**WHAT YOU ARE ASKED TO DO**
Could each record be restated word for word?

[Dataset entries]
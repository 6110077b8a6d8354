use crate::error::{Result, SnapwizError};
use std::io::Read;
use std::process::{Command, Output, Stdio};
use std::thread;
use std::time::{Duration, Instant};

/// Execute a command with timeout (non-interactive, output captured).
///
/// Once `timeout` elapses the child is killed and a [`SnapwizError::Timeout`]
/// is returned right away. The pipe readers are abandoned rather than joined:
/// descendants of the child may still hold the pipes open.
pub fn run_command_with_timeout(
    cmd: &mut Command,
    label: &str,
    timeout: Duration,
) -> Result<Output> {
    cmd.stdin(Stdio::null())
        .stdout(Stdio::piped())
        .stderr(Stdio::piped());

    let mut child = cmd.spawn().map_err(|e| SnapwizError::CommandFailed {
        command: label.to_string(),
        reason: e.to_string(),
    })?;

    let stdout = child
        .stdout
        .take()
        .ok_or_else(|| SnapwizError::CommandFailed {
            command: label.to_string(),
            reason: "Failed to capture stdout".to_string(),
        })?;
    let stderr = child
        .stderr
        .take()
        .ok_or_else(|| SnapwizError::CommandFailed {
            command: label.to_string(),
            reason: "Failed to capture stderr".to_string(),
        })?;

    // Drain both pipes so a chatty tool cannot block on a full buffer
    let stdout_thread = thread::spawn(move || {
        let mut buf = Vec::new();
        let _ = std::io::BufReader::new(stdout).read_to_end(&mut buf);
        buf
    });
    let stderr_thread = thread::spawn(move || {
        let mut buf = Vec::new();
        let _ = std::io::BufReader::new(stderr).read_to_end(&mut buf);
        buf
    });

    let start = Instant::now();
    let status = loop {
        match child.try_wait() {
            Ok(Some(status)) => break status,
            Ok(None) => {
                if start.elapsed() > timeout {
                    let _ = child.kill();
                    // A privileged child may outlive the signal; reap it off-thread
                    thread::spawn(move || {
                        let _ = child.wait();
                    });
                    // Readers finish on their own once the last pipe holder exits
                    drop(stdout_thread);
                    drop(stderr_thread);
                    return Err(SnapwizError::Timeout {
                        command: label.to_string(),
                        seconds: timeout.as_secs(),
                    });
                }
                thread::sleep(Duration::from_millis(50));
            }
            Err(e) => {
                return Err(SnapwizError::CommandFailed {
                    command: label.to_string(),
                    reason: e.to_string(),
                });
            }
        }
    };

    let stdout = stdout_thread.join().unwrap_or_default();
    let stderr = stderr_thread.join().unwrap_or_default();

    Ok(Output {
        status,
        stdout,
        stderr,
    })
}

**OUTPUT OF THE TASK**
repository 6110077b8a6d8354
use crate::error::{Result, SnapwizError};
use std::io::Read;
use std::process::{Command, Output, Stdio};
use std::thread;
use std::time::{Duration, Instant};

/// Execute a command with timeout (non-interactive, output captured).
///
/// Once `timeout` elapses the child is killed and a [`SnapwizError::Timeout`]
/// is returned right away. The pipe readers are abandoned rather than joined:
/// descendants of the child may still hold the pipes open.
pub fn run_command_with_timeout(
    cmd: &mut Command,
    label: &str,
    timeout: Duration,
) -> Result<Output> {
    cmd.stdin(Stdio::null())
        .stdout(Stdio::piped())
        .stderr(Stdio::piped());

    let mut child = cmd.spawn().map_err(|e| SnapwizError::CommandFailed {
        command: label.to_string(),
        reason: e.to_string(),
    })?;

    let stdout = child
        .stdout
        .take()
        .ok_or_else(|| SnapwizError::CommandFailed {
            command: label.to_string(),
            reason: "Failed to capture stdout".to_string(),
        })?;
    let stderr = child
        .stderr
        .take()
        .ok_or_else(|| SnapwizError::CommandFailed {
            command: label.to_string(),
            reason: "Failed to capture stderr".to_string(),
        })?;

    // Drain both pipes so a chatty tool cannot block on a full buffer
    let stdout_thread = thread::spawn(move || {
        let mut buf = Vec::new();
        let _ = std::io::BufReader::new(stdout).read_to_end(&mut buf);
        buf
    });
    let stderr_thread = thread::spawn(move || {
        let mut buf = Vec::new();
        let _ = std::io::BufReader::new(stderr).read_to_end(&mut buf);
        buf
    });

    let start = Instant::now();
    let status = loop {
        match child.try_wait() {
            Ok(Some(status)) => break status,
            Ok(None) => {
                if start.elapsed() > timeout {
                    let _ = child.kill();
                    // A privileged child may outlive the signal; reap it off-thread
                    thread::spawn(move || {
                        let _ = child.wait();
                    });
                    // Readers finish on their own once the last pipe holder exits
                    drop(stdout_thread);
                    drop(stderr_thread);
                    return Err(SnapwizError::Timeout {
                        command: label.to_string(),
                        seconds: timeout.as_secs(),
                    });
                }
                thread::sleep(Duration::from_millis(50));
            }
            Err(e) => {
                return Err(SnapwizError::CommandFailed {
                    command: label.to_string(),
                    reason: e.to_string(),
                });
            }
        }
    };

    let stdout = stdout_thread.join().unwrap_or_default();
    let stderr = stderr_thread.join().unwrap_or_default();

    Ok(Output {
        status,
        stdout,
        stderr,
    })
}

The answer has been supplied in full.